:: AVAILABLE DATA

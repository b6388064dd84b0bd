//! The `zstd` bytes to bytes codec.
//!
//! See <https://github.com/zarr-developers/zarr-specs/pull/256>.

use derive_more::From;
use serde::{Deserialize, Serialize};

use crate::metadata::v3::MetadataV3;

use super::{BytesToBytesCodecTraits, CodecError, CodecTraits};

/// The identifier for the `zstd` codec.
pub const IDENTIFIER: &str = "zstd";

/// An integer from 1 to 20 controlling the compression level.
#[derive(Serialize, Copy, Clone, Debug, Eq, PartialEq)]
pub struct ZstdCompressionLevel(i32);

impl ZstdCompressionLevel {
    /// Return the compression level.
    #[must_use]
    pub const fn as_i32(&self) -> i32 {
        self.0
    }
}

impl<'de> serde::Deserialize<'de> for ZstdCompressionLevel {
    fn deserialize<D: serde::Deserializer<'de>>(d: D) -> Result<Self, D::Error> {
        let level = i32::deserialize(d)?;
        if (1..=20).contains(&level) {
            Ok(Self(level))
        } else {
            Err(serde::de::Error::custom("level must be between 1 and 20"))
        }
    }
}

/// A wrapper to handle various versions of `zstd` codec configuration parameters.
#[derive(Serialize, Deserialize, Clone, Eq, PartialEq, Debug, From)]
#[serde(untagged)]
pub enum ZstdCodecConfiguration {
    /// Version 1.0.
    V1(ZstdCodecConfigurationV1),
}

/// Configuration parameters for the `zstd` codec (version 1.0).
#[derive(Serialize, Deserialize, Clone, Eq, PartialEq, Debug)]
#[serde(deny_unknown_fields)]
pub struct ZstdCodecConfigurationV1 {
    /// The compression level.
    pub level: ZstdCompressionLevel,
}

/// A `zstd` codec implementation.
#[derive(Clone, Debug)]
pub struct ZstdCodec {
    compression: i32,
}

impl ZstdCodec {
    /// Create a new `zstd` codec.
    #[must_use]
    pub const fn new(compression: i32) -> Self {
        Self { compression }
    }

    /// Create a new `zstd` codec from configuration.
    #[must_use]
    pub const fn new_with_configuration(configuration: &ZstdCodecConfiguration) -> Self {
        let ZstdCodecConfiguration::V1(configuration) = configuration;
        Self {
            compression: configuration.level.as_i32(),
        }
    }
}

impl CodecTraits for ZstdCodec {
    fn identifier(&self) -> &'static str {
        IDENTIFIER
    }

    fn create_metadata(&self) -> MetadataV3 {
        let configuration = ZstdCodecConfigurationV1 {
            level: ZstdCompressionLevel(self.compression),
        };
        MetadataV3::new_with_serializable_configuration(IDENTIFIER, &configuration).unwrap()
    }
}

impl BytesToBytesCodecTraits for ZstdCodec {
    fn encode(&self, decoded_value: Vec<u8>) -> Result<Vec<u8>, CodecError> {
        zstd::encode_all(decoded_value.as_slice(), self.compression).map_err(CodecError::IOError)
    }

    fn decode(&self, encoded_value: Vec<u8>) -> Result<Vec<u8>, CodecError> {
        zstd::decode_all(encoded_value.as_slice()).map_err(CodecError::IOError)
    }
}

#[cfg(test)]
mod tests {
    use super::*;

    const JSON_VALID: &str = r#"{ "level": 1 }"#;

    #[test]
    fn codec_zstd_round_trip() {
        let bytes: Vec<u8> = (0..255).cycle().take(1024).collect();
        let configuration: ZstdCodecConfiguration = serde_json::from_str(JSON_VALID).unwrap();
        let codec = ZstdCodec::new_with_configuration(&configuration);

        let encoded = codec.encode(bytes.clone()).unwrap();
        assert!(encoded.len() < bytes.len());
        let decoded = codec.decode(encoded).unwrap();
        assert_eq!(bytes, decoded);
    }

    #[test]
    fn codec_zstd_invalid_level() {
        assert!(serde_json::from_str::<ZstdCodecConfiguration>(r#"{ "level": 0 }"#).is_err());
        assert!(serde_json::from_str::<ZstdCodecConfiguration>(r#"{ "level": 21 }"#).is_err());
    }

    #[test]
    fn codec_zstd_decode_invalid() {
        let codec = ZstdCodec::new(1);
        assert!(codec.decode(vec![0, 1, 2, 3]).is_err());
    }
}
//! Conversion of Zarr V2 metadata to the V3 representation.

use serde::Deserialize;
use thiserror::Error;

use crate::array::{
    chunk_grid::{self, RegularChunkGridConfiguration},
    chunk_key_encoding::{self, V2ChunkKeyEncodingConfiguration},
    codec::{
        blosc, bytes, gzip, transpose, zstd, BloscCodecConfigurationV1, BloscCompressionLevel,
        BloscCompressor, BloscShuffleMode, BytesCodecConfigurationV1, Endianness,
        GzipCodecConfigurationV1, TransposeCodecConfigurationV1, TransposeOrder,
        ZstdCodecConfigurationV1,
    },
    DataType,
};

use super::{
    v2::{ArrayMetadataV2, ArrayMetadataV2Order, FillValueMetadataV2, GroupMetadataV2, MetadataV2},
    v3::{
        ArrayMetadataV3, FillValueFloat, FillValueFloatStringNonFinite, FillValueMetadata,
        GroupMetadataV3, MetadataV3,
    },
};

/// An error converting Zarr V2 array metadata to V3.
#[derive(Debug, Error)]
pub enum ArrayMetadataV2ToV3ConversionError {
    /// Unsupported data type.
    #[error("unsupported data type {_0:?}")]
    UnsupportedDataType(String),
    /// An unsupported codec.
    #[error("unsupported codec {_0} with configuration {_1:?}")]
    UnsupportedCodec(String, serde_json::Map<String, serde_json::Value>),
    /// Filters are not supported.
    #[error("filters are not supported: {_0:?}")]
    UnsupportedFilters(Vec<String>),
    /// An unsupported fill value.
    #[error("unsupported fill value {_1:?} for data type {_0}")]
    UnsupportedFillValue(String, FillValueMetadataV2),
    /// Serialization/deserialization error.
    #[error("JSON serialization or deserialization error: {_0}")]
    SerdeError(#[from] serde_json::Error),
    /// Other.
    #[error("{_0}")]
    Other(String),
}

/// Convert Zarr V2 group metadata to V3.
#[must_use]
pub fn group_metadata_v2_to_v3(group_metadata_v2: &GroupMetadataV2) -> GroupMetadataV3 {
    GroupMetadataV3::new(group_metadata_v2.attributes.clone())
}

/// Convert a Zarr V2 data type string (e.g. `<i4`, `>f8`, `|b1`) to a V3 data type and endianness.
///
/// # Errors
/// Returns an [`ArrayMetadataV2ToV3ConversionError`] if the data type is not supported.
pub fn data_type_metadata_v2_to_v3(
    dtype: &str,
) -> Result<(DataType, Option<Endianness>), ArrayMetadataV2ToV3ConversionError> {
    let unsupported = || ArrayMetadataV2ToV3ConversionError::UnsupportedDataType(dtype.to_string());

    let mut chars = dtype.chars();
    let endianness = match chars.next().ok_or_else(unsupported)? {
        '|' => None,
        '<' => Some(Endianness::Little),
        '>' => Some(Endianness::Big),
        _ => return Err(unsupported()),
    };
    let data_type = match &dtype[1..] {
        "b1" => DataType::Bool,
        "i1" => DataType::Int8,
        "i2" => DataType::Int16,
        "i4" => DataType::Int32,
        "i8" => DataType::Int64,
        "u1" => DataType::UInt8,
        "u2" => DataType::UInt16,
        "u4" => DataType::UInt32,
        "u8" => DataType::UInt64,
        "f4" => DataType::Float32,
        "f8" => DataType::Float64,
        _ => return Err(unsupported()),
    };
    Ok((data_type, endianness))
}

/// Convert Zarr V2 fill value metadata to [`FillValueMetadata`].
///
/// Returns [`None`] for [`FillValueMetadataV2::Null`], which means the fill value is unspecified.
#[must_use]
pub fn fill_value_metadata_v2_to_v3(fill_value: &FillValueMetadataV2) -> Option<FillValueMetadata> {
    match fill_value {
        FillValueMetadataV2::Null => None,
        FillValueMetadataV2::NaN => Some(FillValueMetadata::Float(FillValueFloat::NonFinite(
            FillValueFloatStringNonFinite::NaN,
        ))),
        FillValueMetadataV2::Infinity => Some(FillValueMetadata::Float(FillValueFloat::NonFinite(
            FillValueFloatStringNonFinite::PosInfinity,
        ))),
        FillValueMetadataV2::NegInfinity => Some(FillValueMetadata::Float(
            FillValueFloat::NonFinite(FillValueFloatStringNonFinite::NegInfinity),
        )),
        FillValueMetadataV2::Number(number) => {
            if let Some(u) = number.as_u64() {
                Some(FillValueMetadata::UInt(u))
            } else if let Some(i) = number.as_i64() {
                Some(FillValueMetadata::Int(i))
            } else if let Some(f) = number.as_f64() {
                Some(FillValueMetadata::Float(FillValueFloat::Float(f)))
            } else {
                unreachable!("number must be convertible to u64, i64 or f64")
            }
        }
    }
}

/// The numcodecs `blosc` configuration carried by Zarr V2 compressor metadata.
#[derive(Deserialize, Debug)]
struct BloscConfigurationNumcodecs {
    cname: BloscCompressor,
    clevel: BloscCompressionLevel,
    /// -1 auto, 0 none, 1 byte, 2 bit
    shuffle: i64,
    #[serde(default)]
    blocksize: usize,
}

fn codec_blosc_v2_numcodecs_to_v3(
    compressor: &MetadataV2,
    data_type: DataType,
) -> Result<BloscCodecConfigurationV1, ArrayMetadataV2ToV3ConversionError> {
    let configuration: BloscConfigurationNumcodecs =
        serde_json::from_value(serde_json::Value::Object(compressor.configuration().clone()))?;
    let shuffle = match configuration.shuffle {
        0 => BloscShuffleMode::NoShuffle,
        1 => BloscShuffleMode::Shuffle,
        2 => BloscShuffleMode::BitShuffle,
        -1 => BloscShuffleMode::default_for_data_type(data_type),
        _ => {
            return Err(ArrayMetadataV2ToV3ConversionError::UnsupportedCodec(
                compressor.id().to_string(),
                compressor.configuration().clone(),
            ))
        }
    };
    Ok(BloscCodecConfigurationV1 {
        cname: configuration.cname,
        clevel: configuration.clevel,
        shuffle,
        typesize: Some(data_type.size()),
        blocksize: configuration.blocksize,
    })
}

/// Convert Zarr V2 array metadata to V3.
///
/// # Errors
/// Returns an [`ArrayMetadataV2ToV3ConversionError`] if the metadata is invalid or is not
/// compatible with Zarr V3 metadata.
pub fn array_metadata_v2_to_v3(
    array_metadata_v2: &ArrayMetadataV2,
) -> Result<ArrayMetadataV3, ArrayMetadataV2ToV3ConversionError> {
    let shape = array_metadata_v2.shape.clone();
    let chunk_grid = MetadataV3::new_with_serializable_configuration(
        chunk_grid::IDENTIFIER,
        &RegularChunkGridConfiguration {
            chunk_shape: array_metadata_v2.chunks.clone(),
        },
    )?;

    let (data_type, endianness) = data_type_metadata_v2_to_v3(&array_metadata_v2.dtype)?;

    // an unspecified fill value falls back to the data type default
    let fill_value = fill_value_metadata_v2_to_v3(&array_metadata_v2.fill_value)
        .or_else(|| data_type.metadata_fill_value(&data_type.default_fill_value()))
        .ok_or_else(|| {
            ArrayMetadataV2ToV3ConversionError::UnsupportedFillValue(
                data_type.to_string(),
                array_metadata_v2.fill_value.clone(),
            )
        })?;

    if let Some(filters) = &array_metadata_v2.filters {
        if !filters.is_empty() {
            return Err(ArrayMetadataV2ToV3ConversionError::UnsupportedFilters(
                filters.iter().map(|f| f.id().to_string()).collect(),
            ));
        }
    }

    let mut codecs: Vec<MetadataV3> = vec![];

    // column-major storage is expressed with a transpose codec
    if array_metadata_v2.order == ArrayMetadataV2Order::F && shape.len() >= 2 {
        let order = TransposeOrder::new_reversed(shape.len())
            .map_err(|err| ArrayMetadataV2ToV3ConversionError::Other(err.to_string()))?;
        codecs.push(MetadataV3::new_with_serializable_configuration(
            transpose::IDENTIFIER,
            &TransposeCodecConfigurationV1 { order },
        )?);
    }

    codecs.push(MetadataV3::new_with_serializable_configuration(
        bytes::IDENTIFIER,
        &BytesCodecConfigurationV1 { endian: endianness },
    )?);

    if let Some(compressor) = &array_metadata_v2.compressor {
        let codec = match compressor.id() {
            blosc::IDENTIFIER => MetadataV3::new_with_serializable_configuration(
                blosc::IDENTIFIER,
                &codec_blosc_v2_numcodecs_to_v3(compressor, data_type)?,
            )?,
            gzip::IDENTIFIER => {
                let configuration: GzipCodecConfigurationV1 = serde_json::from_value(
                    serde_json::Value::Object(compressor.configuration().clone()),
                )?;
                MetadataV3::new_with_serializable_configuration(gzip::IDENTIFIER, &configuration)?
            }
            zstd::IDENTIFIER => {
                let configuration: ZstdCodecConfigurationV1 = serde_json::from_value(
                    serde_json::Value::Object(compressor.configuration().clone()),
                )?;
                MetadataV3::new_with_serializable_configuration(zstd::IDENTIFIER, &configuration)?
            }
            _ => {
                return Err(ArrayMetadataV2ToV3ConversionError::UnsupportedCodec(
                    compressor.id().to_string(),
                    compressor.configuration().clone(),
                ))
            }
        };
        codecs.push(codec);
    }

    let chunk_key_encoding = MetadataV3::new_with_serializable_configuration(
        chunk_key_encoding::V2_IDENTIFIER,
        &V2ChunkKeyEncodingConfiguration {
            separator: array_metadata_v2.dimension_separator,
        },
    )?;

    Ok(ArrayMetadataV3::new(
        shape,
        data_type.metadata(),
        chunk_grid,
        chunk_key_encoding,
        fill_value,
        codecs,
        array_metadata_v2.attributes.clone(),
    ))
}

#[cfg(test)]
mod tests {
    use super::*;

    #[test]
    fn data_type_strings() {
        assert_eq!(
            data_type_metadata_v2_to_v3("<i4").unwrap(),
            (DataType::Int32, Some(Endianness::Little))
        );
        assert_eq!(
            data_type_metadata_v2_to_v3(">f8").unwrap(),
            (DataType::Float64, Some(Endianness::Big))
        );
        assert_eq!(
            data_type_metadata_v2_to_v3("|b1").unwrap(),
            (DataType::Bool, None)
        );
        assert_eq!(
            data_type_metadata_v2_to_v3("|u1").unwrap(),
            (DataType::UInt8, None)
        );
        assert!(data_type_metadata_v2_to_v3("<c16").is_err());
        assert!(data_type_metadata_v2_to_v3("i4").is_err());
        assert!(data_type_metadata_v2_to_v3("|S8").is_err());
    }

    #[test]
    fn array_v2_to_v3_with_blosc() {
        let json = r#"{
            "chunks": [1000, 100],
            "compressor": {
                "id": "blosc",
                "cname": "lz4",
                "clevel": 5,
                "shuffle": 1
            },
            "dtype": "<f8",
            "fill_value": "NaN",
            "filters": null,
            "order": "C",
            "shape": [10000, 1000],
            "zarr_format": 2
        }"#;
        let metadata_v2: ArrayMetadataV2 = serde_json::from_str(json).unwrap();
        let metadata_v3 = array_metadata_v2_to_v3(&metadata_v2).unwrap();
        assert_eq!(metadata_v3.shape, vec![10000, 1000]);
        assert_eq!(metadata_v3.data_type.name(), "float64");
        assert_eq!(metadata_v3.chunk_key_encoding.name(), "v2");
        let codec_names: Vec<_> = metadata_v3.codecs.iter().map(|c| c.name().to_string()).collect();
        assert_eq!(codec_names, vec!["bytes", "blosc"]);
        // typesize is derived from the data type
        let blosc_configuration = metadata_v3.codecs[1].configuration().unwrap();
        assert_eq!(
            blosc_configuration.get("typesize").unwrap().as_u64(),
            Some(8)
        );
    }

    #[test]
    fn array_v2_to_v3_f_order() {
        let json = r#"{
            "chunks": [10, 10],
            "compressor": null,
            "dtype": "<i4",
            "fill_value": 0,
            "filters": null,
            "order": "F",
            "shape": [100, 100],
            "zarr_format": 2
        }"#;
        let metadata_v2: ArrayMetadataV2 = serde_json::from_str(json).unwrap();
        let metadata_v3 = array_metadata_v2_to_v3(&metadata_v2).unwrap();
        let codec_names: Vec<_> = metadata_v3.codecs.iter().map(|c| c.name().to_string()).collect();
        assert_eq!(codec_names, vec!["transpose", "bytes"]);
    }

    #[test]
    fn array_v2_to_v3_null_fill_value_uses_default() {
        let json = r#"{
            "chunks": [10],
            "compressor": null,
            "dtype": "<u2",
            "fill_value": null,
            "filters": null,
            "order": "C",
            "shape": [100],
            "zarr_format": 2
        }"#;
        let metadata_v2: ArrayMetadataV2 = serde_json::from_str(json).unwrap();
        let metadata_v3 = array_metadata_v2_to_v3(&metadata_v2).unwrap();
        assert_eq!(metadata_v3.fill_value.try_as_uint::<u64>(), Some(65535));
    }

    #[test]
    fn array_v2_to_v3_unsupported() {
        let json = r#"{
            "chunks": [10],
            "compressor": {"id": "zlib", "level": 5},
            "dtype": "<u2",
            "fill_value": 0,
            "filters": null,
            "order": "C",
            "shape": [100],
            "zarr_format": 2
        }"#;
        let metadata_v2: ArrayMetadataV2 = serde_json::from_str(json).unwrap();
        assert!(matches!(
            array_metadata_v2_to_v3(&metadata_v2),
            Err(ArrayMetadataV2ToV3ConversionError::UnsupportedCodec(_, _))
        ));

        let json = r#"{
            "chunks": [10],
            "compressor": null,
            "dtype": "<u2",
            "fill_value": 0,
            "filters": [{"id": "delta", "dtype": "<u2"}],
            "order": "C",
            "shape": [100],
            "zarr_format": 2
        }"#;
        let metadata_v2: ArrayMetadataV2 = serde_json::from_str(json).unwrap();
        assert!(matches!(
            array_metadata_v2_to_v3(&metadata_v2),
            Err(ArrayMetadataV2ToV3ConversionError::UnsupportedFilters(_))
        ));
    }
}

::::

_TO DO_: Look over the records above and copy each line that includes the string "IOError".

_THE COMPLETED TASK_:
        zstd::encode_all(decoded_value.as_slice(), self.compression).map_err(CodecError::IOError)
        zstd::decode_all(encoded_value.as_slice()).map_err(CodecError::IOError)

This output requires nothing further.